Koping yang baik ditunjukkan dengan melakukan hal-hal yang positif yang
membantu dalam pemulihan fisik maupun psikologis. Alberi dan Munafo (2011)
mengatakan bahwa faktor kognitif seperti koping stres yang dilakukan seseorang
memainkan peran penting dalam resiko kanker maupun perkembangannya dan
koping yang baik berkaitan dengan prognosis yang lebih baik dan perpanjangan
usia lebih besar.
Berdasarkan pemaparan di atas, dapat disimpulkan bahwa penggunaan
koping religius negatif akan membuat pasien terus menyalahkan dirinya merasakan
stres, cemas hingga depresi.
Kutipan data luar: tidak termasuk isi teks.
use thiserror::Error;

/// Errors raised by the detection engine.
///
/// Numerical degeneracy is never reported here; it is resolved by fallback
/// thresholds. Element-level errors are turned into fallback results by the
/// scheduler, so only sample-level failures reach the caller.
#[derive(Debug, Error)]
pub enum DetectionError {
    #[error("time and signal of '{label}' differ in length: {time_len} vs {signal_len}")]
    LengthMismatch {
        label: String,
        time_len: usize,
        signal_len: usize,
    },

    #[error("signal of '{label}' holds a non-finite value at index {index}")]
    NonFiniteSignal { label: String, index: usize },

    #[error("unknown detection method: {0}")]
    UnknownMethod(String),

    #[error("failed to build worker pool: {0}")]
    ThreadPool(String),

    #[error("worker panicked while processing sample '{sample}'")]
    WorkerPanicked { sample: String },

    #[error("detection cancelled before sample '{sample}' was started")]
    Cancelled { sample: String },
}

pub type Result<T> = std::result::Result<T, DetectionError>;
Hal tersebut akan menjauhkan pasien dari ketenangan
hati. Begitu pula dengan penggunaan koping religius positif yang akan
meminimalisir stres dan kecemasan hingga menumbuhkan ketenangan hati pasien
kanker. Praktik agama seperti shalat, dzikir, berdoa dan mindfulness Islami juga
akan memberikan dampak ketenangan hati bagi pasien kanker.
29
D. Hipotesis
Hipotesis penelitian ini adalah adanya hubungan positif antara koping
religius positif dengan ketenangan hati pada pasien kanker dan adanya hubungan
negatif antara koping religius negatif dengan ketenangan hati pada pasien kanker.